Assignment: The required output is the exact run of lines below that opens at the line with "filename crates/storyteller-core/src/error.rs" and closes at the line with "pub trait Writer: Send".

Saved data entries:

★ ★ ★ ★ ★

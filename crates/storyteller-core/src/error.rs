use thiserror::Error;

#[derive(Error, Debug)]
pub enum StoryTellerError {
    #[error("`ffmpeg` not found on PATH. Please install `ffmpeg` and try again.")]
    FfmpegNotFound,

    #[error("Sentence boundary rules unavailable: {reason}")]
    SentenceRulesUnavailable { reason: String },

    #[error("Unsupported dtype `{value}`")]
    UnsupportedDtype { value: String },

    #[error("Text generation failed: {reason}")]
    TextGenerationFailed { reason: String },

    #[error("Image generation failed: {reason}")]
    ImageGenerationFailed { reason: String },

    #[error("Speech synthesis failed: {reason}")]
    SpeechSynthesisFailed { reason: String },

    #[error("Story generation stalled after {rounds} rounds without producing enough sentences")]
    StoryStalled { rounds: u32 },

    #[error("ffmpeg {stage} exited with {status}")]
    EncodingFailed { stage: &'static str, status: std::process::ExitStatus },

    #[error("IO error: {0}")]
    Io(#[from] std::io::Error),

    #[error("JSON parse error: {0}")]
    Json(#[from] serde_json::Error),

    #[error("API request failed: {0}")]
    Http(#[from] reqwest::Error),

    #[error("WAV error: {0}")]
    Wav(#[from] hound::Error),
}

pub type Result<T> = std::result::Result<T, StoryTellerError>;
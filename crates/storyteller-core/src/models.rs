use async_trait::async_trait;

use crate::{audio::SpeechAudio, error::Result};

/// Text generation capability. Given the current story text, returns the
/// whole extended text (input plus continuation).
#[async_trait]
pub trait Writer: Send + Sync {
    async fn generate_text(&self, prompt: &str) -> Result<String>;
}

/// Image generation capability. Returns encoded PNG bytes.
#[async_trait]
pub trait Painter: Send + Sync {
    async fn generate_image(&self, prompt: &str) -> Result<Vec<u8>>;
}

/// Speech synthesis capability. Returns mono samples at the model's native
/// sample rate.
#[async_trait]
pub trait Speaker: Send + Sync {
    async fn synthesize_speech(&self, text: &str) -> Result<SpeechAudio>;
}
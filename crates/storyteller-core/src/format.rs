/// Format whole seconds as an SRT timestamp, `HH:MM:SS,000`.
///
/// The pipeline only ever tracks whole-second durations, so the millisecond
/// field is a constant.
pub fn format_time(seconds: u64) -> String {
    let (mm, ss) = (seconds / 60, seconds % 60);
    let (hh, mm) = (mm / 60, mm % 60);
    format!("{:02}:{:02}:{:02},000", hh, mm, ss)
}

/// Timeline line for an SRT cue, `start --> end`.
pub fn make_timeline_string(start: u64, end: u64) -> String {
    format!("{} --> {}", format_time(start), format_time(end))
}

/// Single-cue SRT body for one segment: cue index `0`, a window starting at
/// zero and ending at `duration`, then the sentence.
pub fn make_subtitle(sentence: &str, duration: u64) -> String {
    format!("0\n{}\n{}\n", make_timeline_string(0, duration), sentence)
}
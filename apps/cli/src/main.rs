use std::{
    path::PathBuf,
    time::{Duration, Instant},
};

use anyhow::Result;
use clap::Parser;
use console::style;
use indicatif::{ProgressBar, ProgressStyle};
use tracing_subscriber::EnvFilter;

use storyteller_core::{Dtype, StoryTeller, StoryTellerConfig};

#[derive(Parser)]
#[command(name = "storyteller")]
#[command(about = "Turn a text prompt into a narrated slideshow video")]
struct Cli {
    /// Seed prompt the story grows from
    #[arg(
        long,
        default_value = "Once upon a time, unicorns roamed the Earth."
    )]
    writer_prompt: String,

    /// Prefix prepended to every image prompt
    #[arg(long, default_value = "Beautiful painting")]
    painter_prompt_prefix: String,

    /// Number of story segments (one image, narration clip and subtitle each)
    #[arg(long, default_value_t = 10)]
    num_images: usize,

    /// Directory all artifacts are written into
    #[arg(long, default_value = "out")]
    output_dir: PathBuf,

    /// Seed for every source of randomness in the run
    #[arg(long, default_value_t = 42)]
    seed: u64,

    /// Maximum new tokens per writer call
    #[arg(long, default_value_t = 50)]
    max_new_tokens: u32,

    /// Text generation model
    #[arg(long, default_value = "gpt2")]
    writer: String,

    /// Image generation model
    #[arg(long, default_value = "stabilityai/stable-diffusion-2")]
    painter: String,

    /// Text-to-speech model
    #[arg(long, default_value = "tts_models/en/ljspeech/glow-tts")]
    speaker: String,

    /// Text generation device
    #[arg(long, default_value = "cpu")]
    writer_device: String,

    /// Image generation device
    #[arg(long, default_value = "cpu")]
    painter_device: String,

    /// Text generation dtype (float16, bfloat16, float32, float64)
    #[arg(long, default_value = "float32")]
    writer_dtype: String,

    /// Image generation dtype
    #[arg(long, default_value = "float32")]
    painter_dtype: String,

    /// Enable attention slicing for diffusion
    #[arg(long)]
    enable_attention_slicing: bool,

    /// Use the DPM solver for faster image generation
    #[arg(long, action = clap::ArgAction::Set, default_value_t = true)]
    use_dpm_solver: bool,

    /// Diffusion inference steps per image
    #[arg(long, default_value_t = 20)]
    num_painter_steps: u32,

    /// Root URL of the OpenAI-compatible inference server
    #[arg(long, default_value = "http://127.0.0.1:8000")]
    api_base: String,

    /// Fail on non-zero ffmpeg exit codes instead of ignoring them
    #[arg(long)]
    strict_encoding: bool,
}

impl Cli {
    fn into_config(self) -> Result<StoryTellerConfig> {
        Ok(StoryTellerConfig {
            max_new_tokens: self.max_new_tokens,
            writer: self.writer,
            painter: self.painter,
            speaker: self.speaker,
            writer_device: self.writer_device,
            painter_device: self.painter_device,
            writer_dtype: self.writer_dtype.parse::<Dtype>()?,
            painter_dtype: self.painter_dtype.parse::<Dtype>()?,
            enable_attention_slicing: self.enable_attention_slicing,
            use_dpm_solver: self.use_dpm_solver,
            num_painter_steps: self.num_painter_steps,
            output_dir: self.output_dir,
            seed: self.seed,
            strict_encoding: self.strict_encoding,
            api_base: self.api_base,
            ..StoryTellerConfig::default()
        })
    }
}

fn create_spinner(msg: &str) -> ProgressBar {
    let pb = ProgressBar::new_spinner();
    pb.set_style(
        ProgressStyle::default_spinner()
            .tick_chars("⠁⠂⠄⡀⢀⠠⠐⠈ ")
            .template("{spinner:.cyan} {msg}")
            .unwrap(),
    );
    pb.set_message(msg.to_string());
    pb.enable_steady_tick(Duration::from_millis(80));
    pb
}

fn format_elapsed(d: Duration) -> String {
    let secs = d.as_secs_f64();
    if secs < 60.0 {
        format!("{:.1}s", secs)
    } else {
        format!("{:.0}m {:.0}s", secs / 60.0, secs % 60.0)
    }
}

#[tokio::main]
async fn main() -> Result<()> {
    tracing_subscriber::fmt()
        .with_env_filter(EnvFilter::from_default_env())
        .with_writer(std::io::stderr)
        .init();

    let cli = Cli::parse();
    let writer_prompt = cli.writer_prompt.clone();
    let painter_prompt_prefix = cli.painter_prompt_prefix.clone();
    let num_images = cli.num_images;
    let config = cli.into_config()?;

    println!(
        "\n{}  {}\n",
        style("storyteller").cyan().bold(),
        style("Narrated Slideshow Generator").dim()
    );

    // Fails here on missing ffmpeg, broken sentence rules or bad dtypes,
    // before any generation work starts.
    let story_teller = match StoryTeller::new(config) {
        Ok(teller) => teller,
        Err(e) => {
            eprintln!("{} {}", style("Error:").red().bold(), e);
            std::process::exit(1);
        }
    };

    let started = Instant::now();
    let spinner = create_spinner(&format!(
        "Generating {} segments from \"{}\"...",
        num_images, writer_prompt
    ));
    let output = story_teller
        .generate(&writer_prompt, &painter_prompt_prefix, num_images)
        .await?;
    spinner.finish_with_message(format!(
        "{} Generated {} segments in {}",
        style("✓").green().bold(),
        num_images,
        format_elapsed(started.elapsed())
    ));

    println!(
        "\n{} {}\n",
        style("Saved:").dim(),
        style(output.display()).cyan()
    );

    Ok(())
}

★ ★ ★ ★ ★

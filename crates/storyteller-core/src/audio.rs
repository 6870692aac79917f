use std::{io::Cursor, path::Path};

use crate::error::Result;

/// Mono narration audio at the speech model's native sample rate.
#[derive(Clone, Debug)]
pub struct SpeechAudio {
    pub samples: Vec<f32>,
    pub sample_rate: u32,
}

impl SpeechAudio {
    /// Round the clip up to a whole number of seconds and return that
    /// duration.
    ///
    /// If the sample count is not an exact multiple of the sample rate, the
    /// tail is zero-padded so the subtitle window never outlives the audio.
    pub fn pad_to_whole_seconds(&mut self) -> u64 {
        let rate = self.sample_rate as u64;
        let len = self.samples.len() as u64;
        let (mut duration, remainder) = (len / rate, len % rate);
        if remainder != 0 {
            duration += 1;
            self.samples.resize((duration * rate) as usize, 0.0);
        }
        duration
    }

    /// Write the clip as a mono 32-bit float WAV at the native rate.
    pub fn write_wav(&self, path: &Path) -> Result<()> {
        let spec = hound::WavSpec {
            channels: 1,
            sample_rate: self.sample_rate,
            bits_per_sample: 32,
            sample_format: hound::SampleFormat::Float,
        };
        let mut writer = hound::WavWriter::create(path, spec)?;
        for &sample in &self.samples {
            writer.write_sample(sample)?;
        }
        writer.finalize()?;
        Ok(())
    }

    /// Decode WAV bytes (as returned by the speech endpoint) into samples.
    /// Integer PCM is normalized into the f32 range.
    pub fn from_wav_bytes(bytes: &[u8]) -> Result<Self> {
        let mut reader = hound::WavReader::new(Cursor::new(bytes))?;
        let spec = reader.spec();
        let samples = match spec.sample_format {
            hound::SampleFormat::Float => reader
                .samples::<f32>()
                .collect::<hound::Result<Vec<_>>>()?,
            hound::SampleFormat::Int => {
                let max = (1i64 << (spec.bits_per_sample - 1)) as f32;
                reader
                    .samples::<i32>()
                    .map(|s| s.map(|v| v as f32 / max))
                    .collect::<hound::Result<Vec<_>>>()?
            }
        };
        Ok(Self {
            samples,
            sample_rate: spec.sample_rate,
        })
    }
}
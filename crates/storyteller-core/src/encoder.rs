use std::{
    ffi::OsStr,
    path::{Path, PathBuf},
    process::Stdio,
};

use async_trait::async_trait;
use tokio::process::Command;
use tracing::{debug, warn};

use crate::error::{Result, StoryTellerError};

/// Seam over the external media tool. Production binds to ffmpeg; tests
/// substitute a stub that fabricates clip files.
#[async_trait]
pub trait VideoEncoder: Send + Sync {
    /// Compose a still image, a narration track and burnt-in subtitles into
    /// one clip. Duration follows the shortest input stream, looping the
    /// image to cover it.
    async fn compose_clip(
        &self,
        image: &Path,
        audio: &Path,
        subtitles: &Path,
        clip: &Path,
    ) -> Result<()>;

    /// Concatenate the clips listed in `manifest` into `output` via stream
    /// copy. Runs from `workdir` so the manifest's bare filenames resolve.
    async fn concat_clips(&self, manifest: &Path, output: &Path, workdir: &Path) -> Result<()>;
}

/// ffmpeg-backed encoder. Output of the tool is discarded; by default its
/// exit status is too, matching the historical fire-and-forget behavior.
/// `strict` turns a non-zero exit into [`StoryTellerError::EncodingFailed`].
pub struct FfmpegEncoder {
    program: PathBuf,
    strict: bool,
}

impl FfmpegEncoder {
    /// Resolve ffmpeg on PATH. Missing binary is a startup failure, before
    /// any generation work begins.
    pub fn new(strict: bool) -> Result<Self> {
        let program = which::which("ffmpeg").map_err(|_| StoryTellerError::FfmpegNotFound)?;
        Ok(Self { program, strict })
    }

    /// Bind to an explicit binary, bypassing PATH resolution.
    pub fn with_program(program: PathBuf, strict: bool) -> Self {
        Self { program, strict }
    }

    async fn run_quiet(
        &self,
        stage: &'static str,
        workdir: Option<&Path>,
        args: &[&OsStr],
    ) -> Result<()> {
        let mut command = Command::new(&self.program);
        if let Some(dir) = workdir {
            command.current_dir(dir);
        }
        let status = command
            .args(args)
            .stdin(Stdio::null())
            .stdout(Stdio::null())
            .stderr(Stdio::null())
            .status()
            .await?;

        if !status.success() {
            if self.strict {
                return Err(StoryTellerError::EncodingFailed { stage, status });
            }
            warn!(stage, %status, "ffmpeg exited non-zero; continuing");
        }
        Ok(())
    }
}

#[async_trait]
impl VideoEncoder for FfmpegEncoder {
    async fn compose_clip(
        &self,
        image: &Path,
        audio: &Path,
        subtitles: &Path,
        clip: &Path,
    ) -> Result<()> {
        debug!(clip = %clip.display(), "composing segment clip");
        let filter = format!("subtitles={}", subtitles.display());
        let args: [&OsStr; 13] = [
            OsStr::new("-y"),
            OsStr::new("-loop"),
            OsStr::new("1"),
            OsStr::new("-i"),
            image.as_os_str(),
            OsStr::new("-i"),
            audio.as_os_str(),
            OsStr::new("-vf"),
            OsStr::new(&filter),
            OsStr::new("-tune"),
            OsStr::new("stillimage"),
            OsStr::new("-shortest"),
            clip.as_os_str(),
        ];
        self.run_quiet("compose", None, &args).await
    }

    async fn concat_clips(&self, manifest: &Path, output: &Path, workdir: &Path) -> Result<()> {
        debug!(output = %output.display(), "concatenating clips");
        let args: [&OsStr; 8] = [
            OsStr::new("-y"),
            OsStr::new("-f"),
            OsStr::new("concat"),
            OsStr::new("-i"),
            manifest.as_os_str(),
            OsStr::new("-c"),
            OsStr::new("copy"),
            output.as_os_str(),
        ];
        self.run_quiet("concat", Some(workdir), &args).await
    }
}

★ ★ ★ ★ ★

Output below:
filename crates/storyteller-core/src/error.rs
use thiserror::Error;

#[derive(Error, Debug)]
pub enum StoryTellerError {
    #[error("`ffmpeg` not found on PATH. Please install `ffmpeg` and try again.")]
    FfmpegNotFound,

    #[error("Sentence boundary rules unavailable: {reason}")]
    SentenceRulesUnavailable { reason: String },

    #[error("Unsupported dtype `{value}`")]
    UnsupportedDtype { value: String },

    #[error("Text generation failed: {reason}")]
    TextGenerationFailed { reason: String },

    #[error("Image generation failed: {reason}")]
    ImageGenerationFailed { reason: String },

    #[error("Speech synthesis failed: {reason}")]
    SpeechSynthesisFailed { reason: String },

    #[error("Story generation stalled after {rounds} rounds without producing enough sentences")]
    StoryStalled { rounds: u32 },

    #[error("ffmpeg {stage} exited with {status}")]
    EncodingFailed { stage: &'static str, status: std::process::ExitStatus },

    #[error("IO error: {0}")]
    Io(#[from] std::io::Error),

    #[error("JSON parse error: {0}")]
    Json(#[from] serde_json::Error),

    #[error("API request failed: {0}")]
    Http(#[from] reqwest::Error),

    #[error("WAV error: {0}")]
    Wav(#[from] hound::Error),
}

pub type Result<T> = std::result::Result<T, StoryTellerError>;
filename crates/storyteller-core/src/models.rs
use async_trait::async_trait;

use crate::{audio::SpeechAudio, error::Result};

/// Text generation capability. Given the current story text, returns the
/// whole extended text (input plus continuation).
#[async_trait]
pub trait Writer: Send + Sync {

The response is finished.